When Federal District Judge Nicholas Garaulis, threw the book at Victor Bourne, an American Airlines baggage handler, by sentencing the West Indian to three life terms plus 35 years behind bars, there weren’t many voices raised in objection to the tough and unusual sentence.

          And for some very good reasons.

          For one thing, Bourne, a Barbadian and his underworld crew at John F. Kennedy Airport in New York, Barbados’ Grantley Adams International Airport and other airports around the Caribbean imported hundreds of pounds of cocaine that ended up in the bodies of thousands of people, short-circuiting their lives and dooming their future. Some of the addicts and users may even have died from a drug overdose, who knows. For another, the lengths to which members of the “Bourne Organization” went to stash the drugs in aircraft in order to get them into the U.S. were simply appalling. Some traffickers went tampered with sensitive parts of planes, like dismantling wings to hide the narcotics and we can only thank our stars and the Almighty that a plane or two didn’t develop engine trouble during flight, take-off or landing and plunge into the sea or crash on land.

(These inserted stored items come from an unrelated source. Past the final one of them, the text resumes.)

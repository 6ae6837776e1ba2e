// Copyright 2025 eraflo
//
// Licensed under the Apache License, Version 2.0 (the "License");
// you may not use this file except in compliance with the License.
// You may obtain a copy of the License at
//
//     http://www.apache.org/licenses/LICENSE-2.0
//
// Unless required by applicable law or agreed to in writing, software
// distributed under the License is distributed on an "AS IS" BASIS,
// WITHOUT WARRANTIES OR CONDITIONS OF ANY KIND, either express or implied.
// See the License for the specific language governing permissions and
// limitations under the License.

//! Backend-agnostic rendering API.
//!
//! Organized into several logical sub-modules:
//!
//! - **[`core`]**: Frame constants, runtime settings and render counters.
//! - **[`buffer`]** and **[`buffer_cache`]**: GPU buffer handles, frame-scoped
//!   buffer regions and the per-frame allocation ring.
//! - **[`state`]**: Render state bits and fixed-function descriptors.
//! - **[`shader`]**: Shader programs, their variants and constant values.
//! - **[`texture`]**: Texture and render target handles.
//! - **[`scene`]**: The per-frame visible data produced by front-end culling.

pub mod buffer;
pub mod buffer_cache;
pub mod core;
pub mod scene;
pub mod shader;
pub mod state;
pub mod texture;

pub use self::buffer::*;
pub use self::buffer_cache::*;
pub use self::core::*;
pub use self::scene::*;
pub use self::shader::*;
pub use self::state::*;
pub use self::texture::*;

          “The need to protect the public from these kinds of dangers requires a long sentence,” the judge told the convicted drug smuggler, who made millions from his nefarious activities that took place during several years.

          We strongly support the judge and it’s our hope that Bourne and his accomplices who have either confessed to the crimes or have been convicted, 19 of them in all, aren’t allowed to roam the streets as free people again. Sounds harsh and unforgiving?

          Definitely not. Their behavior was callous, life threatening and beyond the pale. When millions of people board airplanes in any part of the U.S., the Caribbean and the rest of the world every day, they expect to get to their destinations safe and sound. The smugglers discarded that fundamental expectation in pursuit of ill-gotten gains.

          The judge put it well when looking at Bourne he said “you personally exacerbated one of the nation’s greatest blights,” dealing in drugs and putting people’s lives at risk.

          Of course, Bourne and his criminal pals couldn’t have gotten away for so long without assistance from higher-ups. The court heard about how they bribed supervisors who allowed them to change shifts so they can have access to shipment of drugs. It certainly was a frightening situation fueled by greed. Bourne will have the rest of his life to reflect on what he has done and what he almost got away with.

          While it’s true that the case of the Barbadian didn’t involve homicides, it brings back memories of another infamous case, that of the notorious Christopher “Dudus” Coke, the Jamaican drug don, who at one stage was accused of ordering the killings of people in New York but was allowed to plead guilty to lesser crimes and as a result he was slapped with a much lighter sentence. His efforts to elude capture after the Bruce Golding Administration in Kingston had failed to move quickly enough to extradite him to New York cost the lives of dozens of poor people in Jamaica who were either murdered by Coke’s henchmen or were caught in the crossfire between his soldiers and the country’s security forces. Coke and Bourne represent the worst from the Caribbean and they deserve to be where they are: in prison.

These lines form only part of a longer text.